= Problem to solve =
Retype the records below from their first line through the line containing "FEC parity payload", and include nothing else.

= Task data =
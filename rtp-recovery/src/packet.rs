//! Decoded RTP packet
//!
//! The recovery layer never looks at RTP header bits directly. Ingestion hands
//! it a [`Packet`] whose header fields are already decoded and whose payload
//! is classified as plain media, ULP FEC parity, or an RFC 2198 redundant
//! wrapper.

use crate::config::PayloadTypes;
use crate::red::{BlockKind, RedError, RedundantPayload};
use crate::sequence::compose;
use bytes::Bytes;

/// Maximum CSRC count (4-bit field)
pub const MAX_CSRC_COUNT: u8 = 0x0F;

/// Maximum payload type (7-bit field)
pub const MAX_PAYLOAD_TYPE: u8 = 0x7F;

/// Payload classification
#[derive(Debug, Clone, PartialEq, Eq)]
pub enum PacketKind {
    /// Plain media payload
    Media,
    /// ULP FEC parity payload
    FecParity,
    /// RFC 2198 wrapper with decoded blocks
    Redundant(RedundantPayload),
}

/// Decoded RTP packet
#[derive(Debug, Clone, PartialEq, Eq)]
pub struct Packet {
    /// Synchronization source
    pub ssrc: u32,
    /// Sequence number as carried on the wire
    pub seq: u16,
    /// Number of sequence number wraps preceding this packet
    pub cycles: u64,
    /// Marker bit
    pub marker: bool,
    /// Padding bit
    pub padding: bool,
    /// Header extension bit
    pub extension: bool,
    /// CSRC count (4 bits)
    pub csrc_count: u8,
    /// Payload type (7 bits)
    pub payload_type: u8,
    /// RTP timestamp
    pub timestamp: u32,
    /// Payload bytes
    pub payload: Bytes,
    /// Payload classification
    pub kind: PacketKind,
    /// Local arrival time in milliseconds
    pub arrival_ms: u64,
    /// Whether this packet was reconstructed from parity data
    pub recovered: bool,
}

impl Packet {
    /// Create a new media packet
    pub fn new(ssrc: u32, seq: u16, payload_type: u8, timestamp: u32, payload: Bytes) -> Self {
        Packet {
            ssrc,
            seq,
            cycles: 0,
            marker: false,
            padding: false,
            extension: false,
            csrc_count: 0,
            payload_type: payload_type & MAX_PAYLOAD_TYPE,
            timestamp,
            payload,
            kind: PacketKind::Media,
            arrival_ms: 0,
            recovered: false,
        }
    }

    /// Extended sequence number
    #[inline]
    pub fn ext_seq(&self) -> u64 {
        compose(self.cycles, self.seq)
    }

    /// Set sequence number and cycles from an extended sequence number
    pub fn set_ext_seq(&mut self, extended: u64) {
        self.seq = extended as u16;
        self.cycles = extended >> 16;
    }

    /// Builder-style variant of [`Packet::set_ext_seq`]
    pub fn with_ext_seq(mut self, extended: u64) -> Self {
        self.set_ext_seq(extended);
        self
    }

    /// Set the marker bit
    pub fn with_marker(mut self, marker: bool) -> Self {
        self.marker = marker;
        self
    }

    /// Set the payload classification
    pub fn with_kind(mut self, kind: PacketKind) -> Self {
        self.kind = kind;
        self
    }

    /// Set the arrival time
    pub fn with_arrival(mut self, arrival_ms: u64) -> Self {
        self.arrival_ms = arrival_ms;
        self
    }

    /// Check if this packet carries plain media
    pub fn is_media(&self) -> bool {
        matches!(self.kind, PacketKind::Media)
    }

    /// Payload length in bytes
    pub fn payload_len(&self) -> usize {
        self.payload.len()
    }

    /// Copy of this packet's header carrying a different media payload
    ///
    /// Used to turn the primary block of a redundant wrapper into a plain
    /// media packet.
    pub fn with_media_payload(&self, payload_type: u8, payload: Bytes) -> Packet {
        Packet {
            payload_type: payload_type & MAX_PAYLOAD_TYPE,
            payload,
            kind: PacketKind::Media,
            ..self.clone()
        }
    }

    /// Classify the payload according to the negotiated payload types
    ///
    /// Redundant wrappers are decoded one level deep; nested wrappers are left
    /// as [`BlockKind::Redundant`] blocks.
    pub fn classify(mut self, types: &PayloadTypes) -> Result<Self, RedError> {
        self.kind = match types.classify(self.payload_type) {
            BlockKind::Media => PacketKind::Media,
            BlockKind::FecParity => PacketKind::FecParity,
            BlockKind::Redundant => {
                PacketKind::Redundant(RedundantPayload::parse(&self.payload, types)?)
            }
        };
        Ok(self)
    }
}
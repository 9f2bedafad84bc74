//! RTP Recovery CLI Library
//!
//! Shared functionality for the loss simulator.

pub mod config;
pub mod sim;
pub mod stats;

pub use config::{ConfigError, SimConfig};
pub use sim::{run, SimError, SimReport};
pub use stats::{display_report, format_bytes, format_nacks, format_seqs};
use std::collections::BTreeMap;

use serde::{Deserialize, Serialize};

use crate::core::{ClassId, MessageId, SenderId};
use super::history::MessageHistory;

/// (sender, class, message) key of a recorded message
#[derive(Debug, Clone, Copy, PartialEq, Eq, Hash, PartialOrd, Ord, Serialize, Deserialize)]
pub struct MessageIdentity {
    pub sender_id: SenderId,
    pub class_id: ClassId,
    pub message_id: MessageId,
}

impl MessageIdentity {
    pub fn new(sender_id: SenderId, class_id: ClassId, message_id: MessageId) -> Self {
        Self {
            sender_id,
            class_id,
            message_id,
        }
    }
}

/// Stable handle to a history slot; slots are never removed
#[derive(Debug, Clone, Copy, PartialEq, Eq, Hash)]
pub struct HistoryId(usize);

#[derive(Debug, Default, Clone)]
struct ClassEntry {
    name: String,
    messages: BTreeMap<MessageId, HistoryId>,
    /// message name -> message id
    by_name: BTreeMap<String, MessageId>,
}

#[derive(Debug, Default, Clone)]
struct SenderEntry {
    classes: BTreeMap<ClassId, ClassEntry>,
    /// class name -> class id
    by_name: BTreeMap<String, ClassId>,
}

/// sender -> class -> message -> history, backed by an arena of histories.
///
/// Grows monotonically; every lookup returns an `Option` because readers may
/// query identities that have not been seen yet.
#[derive(Debug, Clone)]
pub struct IdentityIndex {
    histories: Vec<MessageHistory>,
    identities: Vec<MessageIdentity>,
    senders: BTreeMap<SenderId, SenderEntry>,
    capacity: usize,
}

impl IdentityIndex {
    pub fn new(capacity: usize) -> Self {
        Self {
            histories: Vec::new(),
            identities: Vec::new(),
            senders: BTreeMap::new(),
            capacity,
        }
    }

    pub fn history_capacity(&self) -> usize {
        self.capacity
    }

    /// Register a sender with no messages yet. Returns true if it was unseen.
    pub fn insert_sender(&mut self, sender_id: SenderId) -> bool {
        if self.senders.contains_key(&sender_id) {
            return false;
        }
        self.senders.insert(sender_id, SenderEntry::default());
        true
    }

    pub fn contains_sender(&self, sender_id: SenderId) -> bool {
        self.senders.contains_key(&sender_id)
    }

    /// Look up the history of an identity, creating it (and its sender and
    /// class levels) on first use. The flag is true when the slot was created.
    pub fn get_or_insert(
        &mut self,
        identity: MessageIdentity,
        class_name: &str,
        message_name: &str,
    ) -> (HistoryId, bool) {
        let sender = self.senders.entry(identity.sender_id).or_default();

        if !sender.classes.contains_key(&identity.class_id) {
            sender.by_name.insert(class_name.to_string(), identity.class_id);
        }
        let class = sender.classes.entry(identity.class_id).or_insert_with(|| ClassEntry {
            name: class_name.to_string(),
            ..ClassEntry::default()
        });

        if let Some(id) = class.messages.get(&identity.message_id) {
            return (*id, false);
        }

        let id = HistoryId(self.histories.len());
        self.histories.push(MessageHistory::new(self.capacity));
        self.identities.push(identity);
        class.messages.insert(identity.message_id, id);
        class.by_name.insert(message_name.to_string(), identity.message_id);
        (id, true)
    }

    pub fn lookup(&self, identity: MessageIdentity) -> Option<HistoryId> {
        self.senders
            .get(&identity.sender_id)?
            .classes
            .get(&identity.class_id)?
            .messages
            .get(&identity.message_id)
            .copied()
    }

    /// Resolve class and message names (as used by field references) to an
    /// identity
    pub fn resolve(
        &self,
        sender_id: SenderId,
        class_name: &str,
        message_name: &str,
    ) -> Option<MessageIdentity> {
        let sender = self.senders.get(&sender_id)?;
        let class_id = *sender.by_name.get(class_name)?;
        let message_id = *sender.classes.get(&class_id)?.by_name.get(message_name)?;
        Some(MessageIdentity::new(sender_id, class_id, message_id))
    }

    pub fn get(&self, identity: MessageIdentity) -> Option<&MessageHistory> {
        self.lookup(identity).and_then(|id| self.history(id))
    }

    pub fn history(&self, id: HistoryId) -> Option<&MessageHistory> {
        self.histories.get(id.0)
    }

    pub fn history_mut(&mut self, id: HistoryId) -> Option<&mut MessageHistory> {
        self.histories.get_mut(id.0)
    }

    pub fn identity(&self, id: HistoryId) -> Option<MessageIdentity> {
        self.identities.get(id.0).copied()
    }

    pub fn senders(&self) -> impl Iterator<Item = SenderId> + '_ {
        self.senders.keys().copied()
    }

    pub fn classes(&self, sender_id: SenderId) -> impl Iterator<Item = ClassId> + '_ {
        self.senders
            .get(&sender_id)
            .into_iter()
            .flat_map(|s| s.classes.keys().copied())
    }

    pub fn class_name(&self, sender_id: SenderId, class_id: ClassId) -> Option<&str> {
        self.senders
            .get(&sender_id)?
            .classes
            .get(&class_id)
            .map(|c| c.name.as_str())
    }

    /// Histories of one class, ordered by message id
    pub fn messages(
        &self,
        sender_id: SenderId,
        class_id: ClassId,
    ) -> impl Iterator<Item = (MessageId, &MessageHistory)> + '_ {
        self.senders
            .get(&sender_id)
            .and_then(|s| s.classes.get(&class_id))
            .into_iter()
            .flat_map(move |c| {
                c.messages
                    .iter()
                    .filter_map(move |(msg_id, id)| self.history(*id).map(|h| (*msg_id, h)))
            })
    }

    /// Every recorded identity with its history, in (sender, class, message) order
    pub fn iter(&self) -> impl Iterator<Item = (MessageIdentity, &MessageHistory)> + '_ {
        self.senders.iter().flat_map(move |(sender_id, sender)| {
            sender.classes.iter().flat_map(move |(class_id, class)| {
                class.messages.iter().filter_map(move |(message_id, id)| {
                    self.history(*id)
                        .map(|h| (MessageIdentity::new(*sender_id, *class_id, *message_id), h))
                })
            })
        })
    }

    pub fn sender_count(&self) -> usize {
        self.senders.len()
    }

    pub fn identity_count(&self) -> usize {
        self.histories.len()
    }
}

impl Default for IdentityIndex {
    fn default() -> Self {
        Self::new(super::history::DEFAULT_CAPACITY)
    }
}

#[cfg(test)]
mod tests {
    use super::*;

    #[test]
    fn test_get_or_insert_creates_once() {
        let mut index = IdentityIndex::new(5);
        let identity = MessageIdentity::new(7, 1, 12);

        let (first, created) = index.get_or_insert(identity, "telemetry", "GPS");
        assert!(created);
        let (second, created) = index.get_or_insert(identity, "telemetry", "GPS");
        assert!(!created);
        assert_eq!(first, second);

        assert_eq!(index.identity_count(), 1);
        assert_eq!(index.history(first).unwrap().capacity(), 5);
        assert_eq!(index.identity(first), Some(identity));
    }

    #[test]
    fn test_missing_keys_are_none() {
        let mut index = IdentityIndex::new(5);
        index.insert_sender(3);

        assert!(index.get(MessageIdentity::new(3, 1, 1)).is_none());
        assert!(index.get(MessageIdentity::new(4, 1, 1)).is_none());
        assert_eq!(index.classes(9).count(), 0);
        assert_eq!(index.messages(3, 1).count(), 0);
    }

    #[test]
    fn test_resolve_by_names() {
        let mut index = IdentityIndex::new(5);
        index.get_or_insert(MessageIdentity::new(5, 1, 8), "telemetry", "ALIVE");
        index.get_or_insert(MessageIdentity::new(5, 2, 8), "datalink", "SETTING");

        assert_eq!(
            index.resolve(5, "datalink", "SETTING"),
            Some(MessageIdentity::new(5, 2, 8))
        );
        assert!(index.resolve(5, "telemetry", "SETTING").is_none());
        assert!(index.resolve(6, "telemetry", "ALIVE").is_none());
    }

    #[test]
    fn test_iteration_order() {
        let mut index = IdentityIndex::new(1);
        index.get_or_insert(MessageIdentity::new(2, 1, 3), "telemetry", "C");
        index.get_or_insert(MessageIdentity::new(1, 1, 9), "telemetry", "B");
        index.get_or_insert(MessageIdentity::new(1, 1, 2), "telemetry", "A");

        let ids: Vec<MessageIdentity> = index.iter().map(|(id, _)| id).collect();
        assert_eq!(
            ids,
            vec![
                MessageIdentity::new(1, 1, 2),
                MessageIdentity::new(1, 1, 9),
                MessageIdentity::new(2, 1, 3),
            ]
        );
        assert_eq!(index.senders().collect::<Vec<_>>(), vec![1, 2]);
    }
}
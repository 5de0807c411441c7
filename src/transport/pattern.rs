use regex::Regex;
use serde::{Deserialize, Serialize};

use crate::core::SenderId;

/// Subscription filters understood by the bus
#[derive(Debug, Clone, Copy, PartialEq, Eq, Hash, Serialize, Deserialize)]
pub enum SubscriptionPattern {
    /// Every message, whatever its sender
    All,
    /// Messages from one numeric sender
    Sender(SenderId),
    /// Messages whose sender token is alphabetic (ground agents)
    AlphaPrefixed,
}

impl SubscriptionPattern {
    /// Pattern used to record a sender. Id 0 stands for every
    /// alphabetic-prefixed sender.
    pub fn for_sender(sender_id: SenderId) -> Self {
        if sender_id == 0 {
            SubscriptionPattern::AlphaPrefixed
        } else {
            SubscriptionPattern::Sender(sender_id)
        }
    }

    pub fn as_regex_str(&self) -> String {
        match self {
            SubscriptionPattern::All => r"^(\S+ .*)".to_string(),
            SubscriptionPattern::Sender(id) => format!("^({} .*)", id),
            SubscriptionPattern::AlphaPrefixed => "^([a-zA-Z]+ .*)".to_string(),
        }
    }

    pub fn to_regex(&self) -> Result<Regex, regex::Error> {
        Regex::new(&self.as_regex_str())
    }
}

impl std::fmt::Display for SubscriptionPattern {
    fn fmt(&self, f: &mut std::fmt::Formatter<'_>) -> std::fmt::Result {
        f.write_str(&self.as_regex_str())
    }
}
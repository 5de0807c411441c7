use msgtab::core::{DecodedMessage, FieldValue, MessageField};
use msgtab::plot::{PlotBoard, PALETTE};
use msgtab::record::Recorder;
use msgtab::transport::SimulatedBus;

const SECOND: u64 = 1_000_000_000;

fn attitude(phi: f64) -> DecodedMessage {
    DecodedMessage::new(1, "telemetry", 6, "ATTITUDE").with_field(
        MessageField::new("phi", "float", FieldValue::Float(phi))
            .with_unit("rad")
            .with_alt_unit("deg", 57.29578),
    )
}

#[test]
fn test_sample_scaled_values_from_recorder() {
    let mut recorder = Recorder::new("plot", SimulatedBus::new(), 10).unwrap();
    recorder.on_message_at(3, attitude(1.0), SECOND).unwrap();
    recorder.on_message_at(3, attitude(2.0), 2 * SECOND).unwrap();

    let mut board = PlotBoard::new();
    assert_eq!(board.drop_text("3:telemetry:ATTITUDE:phi:2.0").unwrap(), 1);

    let data = board.sample(&recorder, 4 * SECOND);
    assert_eq!(data.len(), 1);
    assert_eq!(data[0].colour, PALETTE[0]);
    assert_eq!(data[0].times_s, vec![-3.0, -2.0]);
    assert_eq!(data[0].values, vec![2.0, 4.0]);
}

#[test]
fn test_unrecorded_series_are_skipped() {
    let recorder = Recorder::new("plot", SimulatedBus::new(), 10).unwrap();
    let mut board = PlotBoard::new();
    board.drop_text("9:telemetry:ATTITUDE:phi:1.0").unwrap();

    assert_eq!(board.len(), 1);
    assert!(board.sample(&recorder, SECOND).is_empty());
}

#[test]
fn test_duplicate_drop_is_ignored() {
    let mut board = PlotBoard::new();

    assert_eq!(board.drop_text("3:telemetry:ATTITUDE:phi:1.0").unwrap(), 1);
    assert_eq!(board.drop_text("3:telemetry:ATTITUDE:phi:2.0").unwrap(), 0);
    assert_eq!(board.series()[0].scale, 1.0);
}

#[test]
fn test_series_reference_text() {
    let mut board = PlotBoard::new();
    board.drop_text("4:telemetry:ACTUATORS:values[1-2]:1.0").unwrap();

    let texts: Vec<String> = board.series().iter().map(|s| s.reference_text()).collect();
    assert_eq!(
        texts,
        vec![
            "4:telemetry:ACTUATORS:values[1]:1.0".to_string(),
            "4:telemetry:ACTUATORS:values[2]:1.0".to_string(),
        ]
    );
}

= Result =
filename rtp-recovery/src/packet.rs
//! Decoded RTP packet
//!
//! The recovery layer never looks at RTP header bits directly. Ingestion hands
//! it a [`Packet`] whose header fields are already decoded and whose payload
//! is classified as plain media, ULP FEC parity, or an RFC 2198 redundant
//! wrapper.

use crate::config::PayloadTypes;
use crate::red::{BlockKind, RedError, RedundantPayload};
use crate::sequence::compose;
use bytes::Bytes;

/// Maximum CSRC count (4-bit field)
pub const MAX_CSRC_COUNT: u8 = 0x0F;

/// Maximum payload type (7-bit field)
pub const MAX_PAYLOAD_TYPE: u8 = 0x7F;

/// Payload classification
#[derive(Debug, Clone, PartialEq, Eq)]
pub enum PacketKind {
    /// Plain media payload
    Media,
    /// ULP FEC parity payload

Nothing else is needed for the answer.